Biocompatible propylene glycol alginate-g-polytetrahydrofuran amphiphilic graft copolymers for highly effective drug carriers

The acylated propylene glycol alginate-g-polytetrahydrofuran amphiphilic graft copolymers (APGA-g-PTHF) with various grafting numbers (G(N)) of 3-23 per 1000 monosaccharide rings and PTHF (PTMG or PTMO) branches with different molecular weights (M-n,M-PTHF) of 600-3400 g/mol could be successfully synthesized via nucleophilic substitution of PTHF living chains carrying oxonium ions with the -OH side groups of APGA backbone. The nanophase separation, the hydrophobicity and the surface roughness were increased due to the less restricted movement of hydrophobic PTHF branches to the surface. APGA-g-PTHF graft copolymers behave low cytotoxicity and good anti-protein performance. Interestingly, APGA-g-PTHF amphiphilic graft copolymers could form homogeneous nanospheres (< 250 nm) via self-assembly in H2O/CH2Cl2 medium which could be used for drug (ibuprofen or curcumin) carriers having high drug loading efficiency (similar to 45%) and fast release behavior.

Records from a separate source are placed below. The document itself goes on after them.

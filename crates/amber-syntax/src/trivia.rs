//! Trivia pieces attached to the leading or trailing edge of tokens.
//!
//! Unlike trees that retain the source buffer and only record trivia lengths,
//! pieces here own their text: a tree must reproduce its exact source bytes
//! with nothing but the nodes themselves.

use std::fmt;

use text_size::TextSize;
use triomphe::ThinArc;

/// Kinds of trivia stored alongside tokens.
#[derive(Clone, Copy, Debug, Eq, Hash, PartialEq)]
pub enum TriviaPieceKind {
    Whitespace,
    Newline,
    LineComment,
    BlockComment,
}

/// A trivia fragment with its kind and exact text.
#[derive(Clone, Debug, Eq, Hash, PartialEq)]
pub struct TriviaPiece {
    pub kind: TriviaPieceKind,
    pub text: Box<str>,
}

impl TriviaPiece {
    /// Creates a new trivia piece with the given kind and text.
    pub fn new(kind: TriviaPieceKind, text: impl Into<Box<str>>) -> Self {
        Self { kind, text: text.into() }
    }

    pub fn whitespace(text: impl Into<Box<str>>) -> Self {
        Self::new(TriviaPieceKind::Whitespace, text)
    }

    pub fn newline(text: impl Into<Box<str>>) -> Self {
        Self::new(TriviaPieceKind::Newline, text)
    }

    pub fn line_comment(text: impl Into<Box<str>>) -> Self {
        Self::new(TriviaPieceKind::LineComment, text)
    }

    pub fn block_comment(text: impl Into<Box<str>>) -> Self {
        Self::new(TriviaPieceKind::BlockComment, text)
    }

    #[inline]
    pub fn len(&self) -> TextSize {
        TextSize::of(&*self.text)
    }
}

/// An ordered sequence of trivia pieces with a cached total length.
#[derive(Clone, Eq, Hash, PartialEq)]
pub struct GreenTrivia {
    ptr: Option<ThinArc<TextSize, TriviaPiece>>,
}

impl GreenTrivia {
    pub fn new(pieces: impl IntoIterator<Item = TriviaPiece>) -> Self {
        let pieces = pieces.into_iter().collect::<Vec<_>>();
        if pieces.is_empty() {
            return Self::empty();
        }
        let total_len = pieces.iter().map(TriviaPiece::len).sum();
        Self { ptr: Some(ThinArc::from_header_and_iter(total_len, pieces.into_iter())) }
    }

    pub const fn empty() -> Self {
        Self { ptr: None }
    }

    #[inline]
    pub fn is_empty(&self) -> bool {
        self.ptr.is_none()
    }

    /// Total text length of all pieces. O(1), read from the header.
    pub fn len(&self) -> TextSize {
        match &self.ptr {
            None => TextSize::new(0),
            Some(ptr) => ptr.header.header,
        }
    }

    pub fn pieces(&self) -> &[TriviaPiece] {
        match &self.ptr {
            None => &[],
            Some(ptr) => &ptr.slice,
        }
    }
}

impl fmt::Display for GreenTrivia {
    fn fmt(&self, f: &mut fmt::Formatter<'_>) -> fmt::Result {
        for piece in self.pieces() {
            f.write_str(&piece.text)?;
        }
        Ok(())
    }
}

impl fmt::Debug for GreenTrivia {
    fn fmt(&self, f: &mut fmt::Formatter<'_>) -> fmt::Result {
        f.debug_struct("GreenTrivia")
            .field("pieces", &self.pieces())
            .field("total_len", &self.len())
            .finish()
    }
}

#[cfg(test)]
mod tests {
    use super::*;

    #[test]
    fn length_sums_pieces() {
        let trivia = GreenTrivia::new([
            TriviaPiece::whitespace("  "),
            TriviaPiece::line_comment("// hi"),
            TriviaPiece::newline("\n"),
        ]);

        assert_eq!(trivia.len(), TextSize::new(8));
        assert_eq!(trivia.pieces().len(), 3);
        assert_eq!(trivia.to_string(), "  // hi\n");
    }

    #[test]
    fn block_comments_carry_their_full_spelling() {
        let piece = TriviaPiece::block_comment("/* multi\n   line */");
        assert_eq!(piece.kind, TriviaPieceKind::BlockComment);
        assert_eq!(piece.len(), TextSize::new(19));

        let trivia = GreenTrivia::new([piece, TriviaPiece::newline("\n")]);
        assert_eq!(trivia.to_string(), "/* multi\n   line */\n");
    }

    #[test]
    fn empty_is_zero_length() {
        let trivia = GreenTrivia::empty();
        assert!(trivia.is_empty());
        assert_eq!(trivia.len(), TextSize::new(0));
        assert_eq!(trivia.pieces(), &[]);
        assert_eq!(trivia.to_string(), "");
    }
}
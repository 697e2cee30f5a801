use std::hint::black_box;

use amber_syntax::SyntaxKind::*;
use amber_syntax::{
    GreenElement, GreenNode, GreenToken, GreenTrivia, SyntaxKind, SyntaxNode, TriviaPiece,
};
use codspeed_criterion_compat::{Criterion, criterion_group, criterion_main};

fn token(kind: SyntaxKind, text: &str) -> GreenElement {
    GreenToken::new(
        kind,
        GreenTrivia::empty(),
        text,
        GreenTrivia::new([TriviaPiece::whitespace(" ")]),
    )
    .into()
}

fn build_file(stmts: usize) -> GreenNode {
    let mut list = GreenNode::new(STMT_LIST, Vec::new());
    for index in 0..stmts {
        let literal = GreenNode::new(LITERAL, vec![Some(token(NUMBER, &index.to_string()))]);
        let stmt = GreenNode::new(
            LET_STMT,
            vec![
                Some(token(LET_KW, "let")),
                Some(token(NAME, "x")),
                Some(token(EQ, "=")),
                Some(literal.into()),
                Some(token(SEMICOLON, ";")),
            ],
        );
        list = list.append(stmt.into());
    }
    GreenNode::new(SOURCE_FILE, vec![Some(list.into())])
}

fn benchmark_build(c: &mut Criterion) {
    c.bench_function("build 1k statements", |b| b.iter(|| black_box(build_file(1_000))));
}

fn benchmark_walk(c: &mut Criterion) {
    let root = SyntaxNode::new_root(build_file(1_000));
    c.bench_function("walk tokens", |b| b.iter(|| black_box(root.tokens().count())));
    c.bench_function("reconstruct text", |b| b.iter(|| black_box(root.text())));
}

fn benchmark_edit(c: &mut Criterion) {
    let root = SyntaxNode::new_root(build_file(1_000));
    let replacement = GreenNode::new(LITERAL, vec![Some(token(NUMBER, "42"))]);

    c.bench_function("replace one initializer", |b| {
        b.iter(|| {
            let stmt = root.child_node(0).unwrap().child_node(500).unwrap();
            black_box(stmt.replacing_child(3, Some(replacement.clone().into())))
        })
    });
}

criterion_group!(benches, benchmark_build, benchmark_walk, benchmark_edit);
criterion_main!(benches);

The nanospheres carried curcumin behave very higher (10-fold) anticancer effect against HeLa cells than that of curcumin and thus reduce the harmful drug dosage. Moreover, the nanospheres carried drug might enter into HeLa cells and present pH-sensitive drug release. To the best of our knowledge, this is the first example of PGA based graft copolymers for highly effective nano-carriers and anti-protein surfaces, which would have a prospect in biomedical areas.

Automated summary

APGA-g-PTHF amphiphilic graft copolymers with nanophase separation, hydrophobicity, and increased surface roughness were successfully synthesized. These copolymers exhibited good anti-protein performance and could form homogeneous nanospheres for drug delivery with high drug loading efficiency and fast release behavior.